▶ _TASK TO COMPLETE_:
Make an exact copy of the entries below.
THE DATA below:
//! Feature discovery against a WFS-style feature service.

pub mod encoder;
pub mod error;
pub mod fetcher;
pub mod normalize;
pub mod response;
pub mod transport;

pub use encoder::*;
pub use error::*;
pub use fetcher::*;
pub use normalize::*;
pub use response::*;
pub use transport::*;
End of THE DATA.
▶ _THE COMPLETED TASK_:
//! Feature discovery against a WFS-style feature service.

pub mod encoder;
pub mod error;
pub mod fetcher;
pub mod normalize;
pub mod response;
pub mod transport;

pub use encoder::*;
pub use error::*;
pub use fetcher::*;
pub use normalize::*;
pub use response::*;
pub use transport::*;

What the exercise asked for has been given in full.